Subscribe

A GDPR Survival Guide For Marketers

  • Written by David Fowler, Act-On Software
  • Published in Demanding Views

David Fowler Act On HeadshotMarketers love their acronyms. The C’s alone contain a slew of them, such as CPC (cost per click), CR (conversion rate) and CTA (call to action).

Lately, a newer acronym has been causing a stir, and any marketers who aren’t up to speed on it yet need to — very quickly.

It’s GDPR, or the General Data Protection Regulation, stringent European Union laws governing the way companies collect, manage and use information on EU citizens.

The law, approved by the EU Parliament in April 2016, becomes enforceable on May 25, 2018. Less than a year from now, companies that violate GDPR will be subject to fines of up to 4% of their annual worldwide revenue or €20 million, whichever is greater.

GDPR’s impact is worldwide because it applies to any organization holding data on EU citizens, regardless of where it is located. (Companies with information on citizens in the United Kingdom aren’t off the hook. British officials have said that, despite Brexit, they plan a full implementation of GDPR.)

GDPR replaces the 1990s-era Data Protection Directive 95/46/EC and is aimed at giving EU citizens greater control over their personal data, protecting privacy and holding companies accountable on matters such as data use consent, data anonymization, breach notification, cross-border data transfer and appointment of data protection officers.

ADVERTISEMENT
For example, organizations will have to honor individuals’ “right to be forgotten” — fulfilling requests to delete information on them and providing proof it was done. They must obtain explicit permission to gather data, rather than implied. And they will be required to allow people to see their own data in a commonly readable format.

GDPR covers any information that can be used to directly or indirectly identify an individual, such as names, photos, email addresses, financial details, posts on social networking sites, medical information or a computer IP address no matter when it was collected.

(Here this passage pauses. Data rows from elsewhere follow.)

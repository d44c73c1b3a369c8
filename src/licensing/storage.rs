use crate::licensing::ports::{ProvidesLicense, WritesLicense};
use crate::licensing::types::{License, LicenseError};
use serde::de::DeserializeOwned;
use serde::Serialize;
use std::path::{Path, PathBuf};
use std::sync::Mutex;

/// Read a JSON document, `None` if the file does not exist.
/// Unparseable contents are reported as [`LicenseError::Corrupt`].
pub(crate) fn read_json<T: DeserializeOwned>(path: &Path) -> Result<Option<T>, LicenseError> {
    if !path.exists() {
        return Ok(None);
    }

    let contents = std::fs::read_to_string(path)
        .map_err(|e| LicenseError::Storage(format!("Failed to read {}: {}", path.display(), e)))?;

    let value = serde_json::from_str(&contents)
        .map_err(|e| LicenseError::Corrupt(format!("{}: {}", path.display(), e)))?;

    Ok(Some(value))
}

pub(crate) fn write_json<T: Serialize>(path: &Path, value: &T) -> Result<(), LicenseError> {
    if let Some(parent) = path.parent() {
        std::fs::create_dir_all(parent)?;
    }

    let json = serde_json::to_string_pretty(value)?;

    std::fs::write(path, json)
        .map_err(|e| LicenseError::Storage(format!("Failed to write {}: {}", path.display(), e)))
}

pub(crate) fn remove_file(path: &Path) -> Result<(), LicenseError> {
    if path.exists() {
        std::fs::remove_file(path).map_err(|e| {
            LicenseError::Storage(format!("Failed to delete {}: {}", path.display(), e))
        })?;
    }

    Ok(())
}

/// License persistence with an in-memory cache.
///
/// Backed by a JSON file when opened with [`LicenseStore::open`], or purely
/// in memory when created with [`LicenseStore::in_memory`].
#[derive(Debug)]
pub struct LicenseStore {
    path: Option<PathBuf>,
    cache: Mutex<Option<License>>,
}

impl LicenseStore {
    /// Open the store at `path`, loading an existing license if present.
    /// A corrupt file reads as no license; only I/O failures are errors.
    pub fn open(path: impl Into<PathBuf>) -> Result<Self, LicenseError> {
        let path = path.into();
        let license = match read_json::<License>(&path) {
            Ok(license) => license,
            Err(LicenseError::Corrupt(reason)) => {
                log::warn!("Ignoring unreadable license file {}", reason);
                None
            }
            Err(e) => return Err(e),
        };

        Ok(Self {
            path: Some(path),
            cache: Mutex::new(license),
        })
    }

    pub fn in_memory() -> Self {
        Self {
            path: None,
            cache: Mutex::new(None),
        }
    }

    /// Load the stored license
    pub fn load(&self) -> Option<License> {
        self.lock_cache().clone()
    }

    /// Save a license, replacing any previous one
    pub fn save(&self, license: &License) -> Result<(), LicenseError> {
        if let Some(path) = &self.path {
            write_json(path, license)?;
        }

        *self.lock_cache() = Some(license.clone());
        Ok(())
    }

    /// Delete the stored license. The cache keeps the license if the file
    /// could not be removed.
    pub fn clear(&self) -> Result<(), LicenseError> {
        if let Some(path) = &self.path {
            remove_file(path)?;
        }

        *self.lock_cache() = None;
        Ok(())
    }

    fn lock_cache(&self) -> std::sync::MutexGuard<'_, Option<License>> {
        // A poisoned cache still holds a consistent Option
        self.cache.lock().unwrap_or_else(|e| e.into_inner())
    }
}

impl WritesLicense for LicenseStore {
    fn store(&self, license_code: &str, for_name: &str) {
        if let Err(e) = self.save(&License::new(for_name, license_code)) {
            log::warn!("Could not persist license for {}: {}", for_name, e);
        }
    }

    fn remove_license(&self) {
        if let Err(e) = self.clear() {
            log::warn!("Could not remove stored license: {}", e);
        }
    }
}

impl ProvidesLicense for LicenseStore {
    fn current_license(&self) -> Option<License> {
        self.load()
    }
}

#[cfg(test)]
mod tests {
    use super::*;

    #[test]
    fn test_in_memory_store() {
        let store = LicenseStore::in_memory();
        assert_eq!(store.current_license(), None);

        store.store("CODE-1", "Jane");
        assert_eq!(store.current_license(), Some(License::new("Jane", "CODE-1")));

        store.remove_license();
        assert_eq!(store.current_license(), None);
    }

    #[test]
    fn test_file_store_survives_reopen() {
        let dir = tempfile::tempdir().unwrap();
        let path = dir.path().join("license.json");

        let store = LicenseStore::open(&path).unwrap();
        store.store("CODE-2", "John");
        assert!(path.exists());

        let reopened = LicenseStore::open(&path).unwrap();
        assert_eq!(reopened.current_license(), Some(License::new("John", "CODE-2")));
    }

    #[test]
    fn test_remove_license_deletes_file() {
        let dir = tempfile::tempdir().unwrap();
        let path = dir.path().join("license.json");

        let store = LicenseStore::open(&path).unwrap();
        store.store("CODE-3", "Ann");
        store.remove_license();

        assert!(!path.exists());
        assert_eq!(LicenseStore::open(&path).unwrap().current_license(), None);
    }

    #[test]
    fn test_remove_license_without_file_is_noop() {
        let dir = tempfile::tempdir().unwrap();
        let store = LicenseStore::open(dir.path().join("missing.json")).unwrap();

        store.remove_license();
        assert_eq!(store.current_license(), None);
    }

    #[test]
    fn test_corrupt_file_reads_as_no_license() {
        let dir = tempfile::tempdir().unwrap();
        let path = dir.path().join("license.json");
        std::fs::write(&path, "{ truncated").unwrap();

        let store = LicenseStore::open(&path).unwrap();
        assert_eq!(store.current_license(), None);

        store.store("CODE-4", "Ann");
        let reopened = LicenseStore::open(&path).unwrap();
        assert_eq!(reopened.current_license(), Some(License::new("Ann", "CODE-4")));
    }

    #[test]
    fn test_unreadable_file_is_an_error() {
        let dir = tempfile::tempdir().unwrap();
        let path = dir.path().join("license.json");
        std::fs::create_dir(&path).unwrap();

        assert!(matches!(LicenseStore::open(&path), Err(LicenseError::Storage(_))));
    }

    #[test]
    fn test_failed_removal_keeps_license() {
        let dir = tempfile::tempdir().unwrap();
        let path = dir.path().join("license.json");

        let store = LicenseStore::open(&path).unwrap();
        store.store("CODE-5", "Bob");

        // A directory in place of the file cannot be removed with remove_file
        std::fs::remove_file(&path).unwrap();
        std::fs::create_dir(&path).unwrap();

        assert!(store.clear().is_err());
        assert_eq!(store.current_license(), Some(License::new("Bob", "CODE-5")));

        store.remove_license();
        assert_eq!(store.current_license(), Some(License::new("Bob", "CODE-5")));
    }
}
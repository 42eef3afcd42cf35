//! Project search filtering

use super::ProjectsView;
use crate::types::Project;

/// Catalog indices whose title or description contains `query`,
/// case-insensitively, in catalog order. An empty query matches everything.
pub fn matching_indices(projects: &[Project], query: &str) -> Vec<usize> {
    let query_lower = query.to_lowercase();
    projects
        .iter()
        .enumerate()
        .filter(|(_, p)| {
            query_lower.is_empty()
                || p.title.to_lowercase().contains(&query_lower)
                || p.description.to_lowercase().contains(&query_lower)
        })
        .map(|(i, _)| i)
        .collect()
}

impl ProjectsView {
    pub fn apply_filters(&mut self) {
        self.filtered_indices = matching_indices(&self.projects, &self.search_query);

        // Lightbox can't point at a project the search just hid
        if let Some(selected) = self.selected {
            if !self.filtered_indices.contains(&selected) {
                self.close_lightbox();
            }
        }
    }
}
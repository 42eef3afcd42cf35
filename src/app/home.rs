//! Home view: profile, socials, important links

use super::load_gate::LoadGate;
use super::preloader::Preloader;
use super::schedule::Scheduler;
use super::{load_stored, persist_theme, ViewContext};
use crate::constants::*;
use crate::db::KeyValueStore;
use crate::theme::{self, ThemeSurface};
use crate::types::*;
use crate::ui::components;
use eframe::egui;
use tracing::{debug, warn};

pub struct HomeView {
    pub(crate) profile: Profile,
    pub(crate) socials: Vec<SocialLink>,
    pub(crate) links: Vec<CustomLink>,
    pub(crate) theme: Theme,
    pub(crate) project_link_loading: bool,
    gate: LoadGate,
    preloader: Option<Preloader>,
    applied_theme: Option<Theme>,
    scroll_to_top_requested: bool,
}

impl HomeView {
    pub fn mount(store: &dyn KeyValueStore, scheduler: &dyn Scheduler) -> Self {
        let gate = LoadGate::mount(scheduler);
        let preloader = gate.is_loading().then(|| Preloader::mount(scheduler));
        let mut view = Self {
            profile: default_profile(),
            socials: default_socials(),
            links: default_links(),
            theme: Theme::default(),
            project_link_loading: false,
            gate,
            preloader,
            applied_theme: None,
            scroll_to_top_requested: false,
        };
        view.load_from_storage(store);
        view
    }

    /// Each key is read on its own; a bad value only costs that key.
    fn load_from_storage(&mut self, store: &dyn KeyValueStore) {
        if let Some(profile) = load_stored(store, KEY_PROFILE) {
            self.profile = profile;
        }
        if let Some(socials) = load_stored(store, KEY_SOCIALS) {
            self.socials = socials;
        }
        if let Some(links) = load_stored(store, KEY_LINKS) {
            self.links = links;
        }
        if let Some(theme) = load_stored(store, KEY_THEME) {
            self.theme = theme;
        }
        debug!(
            socials = self.socials.len(),
            links = self.links.len(),
            theme = self.theme.class_name(),
            "Home view mounted"
        );
    }

    /// Apply and persist the theme if it changed since the last sync
    pub fn sync_theme(&mut self, surface: &dyn ThemeSurface, store: &mut dyn KeyValueStore) {
        if self.applied_theme == Some(self.theme) {
            return;
        }
        surface.apply_theme(self.theme);
        persist_theme(store, self.theme);
        self.applied_theme = Some(self.theme);
    }

    pub fn toggle_theme(&mut self) {
        self.theme = self.theme.toggled();
    }

    pub fn scroll_to_top(&mut self) {
        self.scroll_to_top_requested = true;
    }

    pub fn handle_project_link_click(&mut self) {
        self.project_link_loading = true;
    }

    pub fn is_loading(&mut self) -> bool {
        let loading = self.gate.poll();
        if !loading {
            self.preloader = None;
        }
        loading
    }

    // ========================================================================
    // RENDERING
    // ========================================================================

    pub fn show(&mut self, vc: &mut ViewContext<'_>) -> Option<ViewAction> {
        self.sync_theme(vc.ctx, vc.store);

        if self.is_loading() {
            if let Some(preloader) = &mut self.preloader {
                preloader.show(vc.ctx, self.theme);
            }
            return None;
        }

        let p = theme::palette(self.theme);
        let mut action = None;

        egui::TopBottomPanel::top("home_nav")
            .frame(theme::nav_frame(p))
            .show(vc.ctx, |ui| {
                let nav = components::nav_bar(ui, p, self.theme, vc.logo, theme::HOME_MAX_WIDTH);
                if nav.logo_clicked {
                    self.scroll_to_top();
                }
                if nav.toggle_clicked {
                    self.toggle_theme();
                }
            });

        egui::CentralPanel::default()
            .frame(egui::Frame::new().fill(p.bg_base))
            .show(vc.ctx, |ui| {
                egui::ScrollArea::vertical()
                    .id_salt("home_scroll")
                    .auto_shrink([false, false])
                    .show(ui, |ui| {
                        if std::mem::take(&mut self.scroll_to_top_requested) {
                            ui.scroll_to_cursor(Some(egui::Align::TOP));
                        }
                        components::centered_column(ui, theme::HOME_MAX_WIDTH, |ui| {
                            ui.add_space(theme::SPACING_XL);
                            let avatar = vc
                                .images
                                .texture(vc.ctx, &ImageRef::new(self.profile.avatar_url.as_str()));
                            self.render_header(ui, p, avatar.as_ref());
                            self.render_about(ui, p);
                            if let Some(a) = self.render_socials(ui, p) {
                                action = Some(a);
                            }
                            if let Some(a) = self.render_links(ui, p) {
                                action = Some(a);
                            }
                            components::footer(ui, p, &self.profile.name);
                        });
                    });
            });

        // Toggle applies this frame rather than the next
        self.sync_theme(vc.ctx, vc.store);
        action
    }

    fn render_header(&self, ui: &mut egui::Ui, p: &theme::Palette, avatar: Option<&egui::TextureHandle>) {
        ui.vertical_centered(|ui| {
            components::avatar(ui, p, avatar, &self.profile.name);
            ui.add_space(theme::SPACING_LG);
            ui.label(
                egui::RichText::new(&self.profile.name)
                    .size(theme::FONT_DISPLAY)
                    .strong()
                    .color(p.text_primary),
            );
        });
        ui.add_space(theme::SPACING_XL);
    }

    fn render_about(&self, ui: &mut egui::Ui, p: &theme::Palette) {
        components::section_card(ui, p, "About Me", |ui| {
            ui.label(
                egui::RichText::new(&self.profile.bio)
                    .size(theme::FONT_BODY)
                    .color(p.text_muted),
            );
        });
        ui.add_space(theme::SPACING_XL);
    }

    fn render_socials(&self, ui: &mut egui::Ui, p: &theme::Palette) -> Option<ViewAction> {
        let mut action = None;
        components::section_card(ui, p, "Socials", |ui| {
            let icon_width = theme::FONT_ICON + 2.0 * theme::SPACING_LG;
            let row_width = icon_width * self.socials.len() as f32;
            ui.horizontal_wrapped(|ui| {
                ui.spacing_mut().item_spacing.x = 0.0;
                ui.add_space(((ui.available_width() - row_width) / 2.0).max(0.0));
                for social in &self.socials {
                    let button = egui::Button::new(
                        egui::RichText::new(social.platform.icon())
                            .size(theme::FONT_ICON)
                            .color(p.text_primary),
                    )
                    .frame(false)
                    .min_size(egui::vec2(icon_width, icon_width));
                    let resp = ui.add(button).on_hover_text(social.platform.label());
                    if resp.clicked() {
                        action = Some(ViewAction::OpenExternal(social.url.clone()));
                    }
                }
            });
        });
        ui.add_space(theme::SPACING_XL);
        action
    }

    fn render_links(&mut self, ui: &mut egui::Ui, p: &theme::Palette) -> Option<ViewAction> {
        let mut clicked: Option<usize> = None;
        let project_link_loading = self.project_link_loading;
        components::section_card(ui, p, "Important Links", |ui| {
            let width = ui.available_width();
            for (i, link) in self.links.iter().enumerate() {
                let label = format!("{}  {}", egui_phosphor::regular::LINK, link.title);
                let resp = ui.add_sized(
                    [width, theme::LINK_BUTTON_HEIGHT],
                    theme::button_primary(p, label),
                );
                let internal = matches!(link.target(), LinkTarget::Internal(_));
                if internal && project_link_loading {
                    let spinner_rect = egui::Rect::from_center_size(
                        resp.rect.right_center() - egui::vec2(28.0, 0.0),
                        egui::vec2(20.0, 20.0),
                    );
                    ui.put(spinner_rect, egui::Spinner::new().size(20.0).color(p.accent_text));
                }
                if resp.clicked() {
                    clicked = Some(i);
                }
                ui.add_space(theme::SPACING_MD);
            }
        });
        ui.add_space(theme::SPACING_XL);

        let link = self.links.get(clicked?)?.clone();
        self.activate_link(&link)
    }

    /// Internal paths go through the router, everything else leaves the app
    pub fn activate_link(&mut self, link: &CustomLink) -> Option<ViewAction> {
        match link.target() {
            LinkTarget::Internal(path) => {
                self.handle_project_link_click();
                match Route::from_path(path) {
                    Some(route) => Some(ViewAction::Navigate(route)),
                    None => {
                        warn!(path, "No view for internal link");
                        None
                    }
                }
            }
            LinkTarget::External(url) => Some(ViewAction::OpenExternal(url.to_string())),
        }
    }
}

As you can see, GDPR is a massive law that will require fundamental changes in how businesses function. Though multiple departments across organizations will be affected — including HR, Legal, Finance, IT and Procurement — marketing has the most skin in the game because it’s the primary owner of customer data in the digital era.

With GDPR enforcement starting in less than a year, marketing organizations need to take a few proactive steps now to make sure they’re sufficiently prepared.

Here’s a checklist:

  1. Undertake a comprehensive inventory and assessment of the company’s data collection processes and practices. How do you define personal data? What exactly do you collect? How? Where do you store it; how old is it; and what do you do with it? Organizations can’t comply with the new law without a firm understanding of their own data posture.
  2. Make sure you’re collecting only the data you need. Post-GDPR is not a time for extraneous information that has little or no value to the business but is still bound by the regulation.
  3. Find out where your email contacts are located and, in cases where GDPR applies, design new procedures that allow individuals to give specific, unambiguous consent for any activities involving their information. Remember that pre-checked opt-in boxes will no longer suffice.
  4. Design processes (no pre-checked boxes!) and formats to tell individuals how you intend to use their data and give them an option to say no.
  5. Remember that the burden of proof lies with you. You need to be able to show compliance with GDPR if asked, so develop systems to store and track all information about your data-related interactions with individuals.
  6. Develop a data breach incident plan. The GDPR, unlike the 20-year-old directive it replaces, places strict notification requirements on companies that suffer a data breach, defined as destruction, loss, alteration or unauthorized disclosure of or access to personal data.
  7. Tighten data privacy policies across the organization as well as third-party vendors. Don’t keep any data that you don’t need.
  8. Ensure the organization isn’t running afoul of GDPR’s general ban on cross-border data transfers and that any exceptions meet the law’s conditions.

A final point: Given the law’s complexities, companies should seek a legal opinion of how the regulations may affect them.

GDPR is one of the most consequential acronyms for marketers today, but with enough preparation and operational change, they’ll be OK.


David Fowler is Head of Privacy and Digital Compliance at Act-On Software, a marketing automation provider.